Очень скоро Кусочков, усталый, но довольный, возник перед Ириной с клочком бумаги в руке.
– Вот, держи, – сказал он, ликуя. – Позвонишь по этому телефону. Лучшего репортера тебе надыбал. Важный, как индюк, работает только с известными личностями по указанию своего начальства. Но иногда отвлекается, если как следует уговорить. Я прошел все круги ада, прежде чем добился его милостивого согласия. Пока условного. Встретишься с ним и добьешь. Запасись терпением и «бабками», их много потребуется, не обессудь. И цени мой адский труд, – он засмущался и, как всегда в таких случаях, поник головой и заковырял носком землю, ни дать ни взять, скромное застенчивое дитя.
– Оценю, Вася, обязательно, но когда все устроится.
– А если не устроится? Я же работал…
– Получишь меньше, если не выгорит. Отрицательный результат – тоже результат, но менее ценный. Ты согласен со мной?
– Да ладно, – махнул усталой дланью Кусочков…
По телефону голос у Геннадия Степановича был низкий, бархатистый, глубокий, как у оперного «баса», причем непременно народного артиста. Ирина робко представилась, он выдержал небольшую паузу, как бы вспоминая, кто бы это мог быть, потом радостно «вспомнил».
– А-а, Ирина Викторовна, мне много говорили о вас. Нам надо встретиться, сейчас посмотрю в органайзере. Завтра в девятнадцать ноль-ноль вас устроит?
– Конечно.
– Тогда приезжайте ко мне в девятнадцать часов. Записывайте адрес.
– К вам? Куда – к вам?
– Ко мне на квартиру, само собой. Серьезные вопросы в людных местах не решаются.
– Но…
– Вы готовы записывать? Диктую адрес…
Голос был истинным украшением внешнего образа опытного репортера. Он это знал и использовал природное достояние на всю катушку, то понижая, то повышая регистр, то растягивая слова, то сжимая их до эффектных точек, то расцвечивая руладами плавное течение речи.
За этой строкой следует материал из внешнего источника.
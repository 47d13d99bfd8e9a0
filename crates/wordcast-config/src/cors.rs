use std::time::Duration;

use serde::Deserialize;

/// CORS configuration
///
/// Browsers play the returned audio URL directly, so the usual deployment
/// only needs to open `POST /tts/` to the front-end origin.
#[derive(Debug, Clone, Deserialize)]
#[serde(deny_unknown_fields)]
pub struct CorsConfig {
    /// Allowed origins ("*" or explicit list)
    #[serde(default)]
    pub origins: AnyOrArray,
    /// Allowed methods ("*" or explicit list)
    #[serde(default)]
    pub methods: AnyOrArray,
    /// Allowed request headers ("*" or explicit list)
    #[serde(default)]
    pub headers: AnyOrArray,
    /// Allow credentials
    #[serde(default)]
    pub credentials: bool,
    /// Preflight cache lifetime in seconds
    #[serde(default)]
    pub max_age: Option<u64>,
}

impl CorsConfig {
    pub fn max_age_duration(&self) -> Option<Duration> {
        self.max_age.map(Duration::from_secs)
    }
}

/// Either a wildcard or an explicit list of values
#[derive(Debug, Clone, Default, PartialEq, Eq, Deserialize)]
#[serde(from = "RawAnyOrArray")]
pub enum AnyOrArray {
    #[default]
    Any,
    List(Vec<String>),
}

#[derive(Deserialize)]
#[serde(untagged)]
enum RawAnyOrArray {
    One(String),
    Many(Vec<String>),
}

impl From<RawAnyOrArray> for AnyOrArray {
    fn from(raw: RawAnyOrArray) -> Self {
        let values = match raw {
            RawAnyOrArray::One(value) => vec![value],
            RawAnyOrArray::Many(values) => values,
        };

        if values.iter().any(|value| value == "*") {
            Self::Any
        } else {
            Self::List(values)
        }
    }
}

#[cfg(test)]
mod tests {
    use super::*;

    #[derive(Deserialize)]
    struct Wrapper {
        value: AnyOrArray,
    }

    fn parse(input: &str) -> AnyOrArray {
        toml::from_str::<Wrapper>(input).unwrap().value
    }

    #[test]
    fn wildcard_string() {
        assert_eq!(parse("value = \"*\""), AnyOrArray::Any);
    }

    #[test]
    fn wildcard_inside_list_wins() {
        assert_eq!(parse("value = [\"https://a.example\", \"*\"]"), AnyOrArray::Any);
    }

    #[test]
    fn single_origin() {
        assert_eq!(
            parse("value = \"https://a.example\""),
            AnyOrArray::List(vec!["https://a.example".to_owned()])
        );
    }

    #[test]
    fn explicit_list() {
        assert_eq!(
            parse("value = [\"GET\", \"POST\"]"),
            AnyOrArray::List(vec!["GET".to_owned(), "POST".to_owned()])
        );
    }
}
//! Supabase-backed storage bucket and PostgREST catalog

mod catalog;
mod storage;

use std::{sync::OnceLock, time::Duration};

use reqwest::{Client, RequestBuilder};
use secrecy::{ExposeSecret, SecretString};

pub use catalog::SupabaseCatalog;
pub use storage::SupabaseStorage;

/// HTTP client shared by the storage and catalog clients
fn http_client() -> Client {
    static CLIENT: OnceLock<Client> = OnceLock::new();

    CLIENT
        .get_or_init(|| {
            Client::builder()
                .timeout(Duration::from_secs(30))
                .pool_idle_timeout(Some(Duration::from_secs(30)))
                .tcp_nodelay(true)
                .build()
                .unwrap_or_else(|e| {
                    tracing::warn!("falling back to default HTTP client: {e}");
                    Client::new()
                })
        })
        .clone()
}

/// Attach the service key as both `apikey` and bearer token
fn authorize(request: RequestBuilder, service_key: &SecretString) -> RequestBuilder {
    let key = service_key.expose_secret();
    request.header("apikey", key).bearer_auth(key)
}

/// Read an error body without failing on unreadable responses
async fn error_text(response: reqwest::Response) -> String {
    response.text().await.unwrap_or_else(|_| "Unknown error".to_string())
}
#![allow(clippy::must_use_candidate, clippy::missing_errors_doc)]

mod args;

use args::Args;
use clap::Parser;
use tokio_util::sync::CancellationToken;
use wordcast_config::Config;
use wordcast_server::Server;

#[tokio::main]
async fn main() -> anyhow::Result<()> {
    let args = Args::parse();

    // Load configuration
    let config = Config::load(&args.config)?;

    // Initialize telemetry
    let _telemetry_guard = wordcast_telemetry::init(config.telemetry.as_ref(), &args.log)?;

    tracing::info!(
        config_path = %args.config.display(),
        voices = config.tts.voices.len(),
        "starting wordcast"
    );

    // Build server
    let mut server = Server::new(&config)?;
    if let Some(listen) = args.listen {
        server = server.with_listen_address(listen);
    }

    // Set up graceful shutdown
    let shutdown = CancellationToken::new();
    let shutdown_clone = shutdown.clone();

    tokio::spawn(async move {
        shutdown_signal().await;
        shutdown_clone.cancel();
    });

    // Run server
    server.serve(shutdown).await?;

    tracing::info!("wordcast stopped");
    Ok(())
}

/// Wait for a shutdown signal (`SIGINT` or `SIGTERM`)
async fn shutdown_signal() {
    let ctrl_c = async {
        if let Err(e) = tokio::signal::ctrl_c().await {
            tracing::error!("failed to listen for Ctrl+C: {e}");
            std::future::pending::<()>().await;
        }
    };

    #[cfg(unix)]
    let terminate = async {
        match tokio::signal::unix::signal(tokio::signal::unix::SignalKind::terminate()) {
            Ok(mut signal) => {
                signal.recv().await;
            }
            Err(e) => {
                tracing::error!("failed to install SIGTERM handler: {e}");
                std::future::pending::<()>().await;
            }
        }
    };

    #[cfg(not(unix))]
    let terminate = std::future::pending::<()>();

    tokio::select! {
        () = ctrl_c => {}
        () = terminate => {}
    }

    tracing::info!("shutdown signal received");
}
use thiserror::Error;

/// Object storage errors
#[derive(Debug, Error)]
pub enum StorageError {
    /// Request never reached the storage service
    #[error("storage connection: {0}")]
    Connection(String),
    /// Storage service rejected the upload
    #[error("upload failed ({status}): {message}")]
    Upload { status: u16, message: String },
    /// Existence probe returned an unexpected status
    #[error("existence probe failed ({status}): {message}")]
    Probe { status: u16, message: String },
}

/// Metadata catalog errors
#[derive(Debug, Error)]
pub enum CatalogError {
    /// Request never reached the catalog service
    #[error("catalog connection: {0}")]
    Connection(String),
    /// Lookup was rejected
    #[error("catalog query failed ({status}): {message}")]
    Query { status: u16, message: String },
    /// Insert was rejected
    #[error("catalog write failed ({status}): {message}")]
    Write { status: u16, message: String },
    /// Response body did not match the record shape
    #[error("catalog decode: {0}")]
    Decode(String),
}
В целом же этот редкий голос совершенно не соответствовал обыкновенной, даже стандартной внешности своего владельца. Геннадий Степанович принял Ирину в пузырящихся на коленях джинсах и простой клетчатой рубашке с распахнутым воротом. На ногах у него были домашние жесткие туфли с примятыми задниками – из того симпатичного обмундирования, что выдают в приемных покоях больниц гражданам, не запасшимся собственными тапочками. Ирине предложены были точно такие же, разумеется, мужского размера. Репортер был среднего роста, средней полноты и среднего возраста, с простым, тоже как бы усредненным лицом, то есть все черты присутствовали и располагались на своих местах – как дешевая мебель, не украшающая комнату, но придающая ей жилой вид.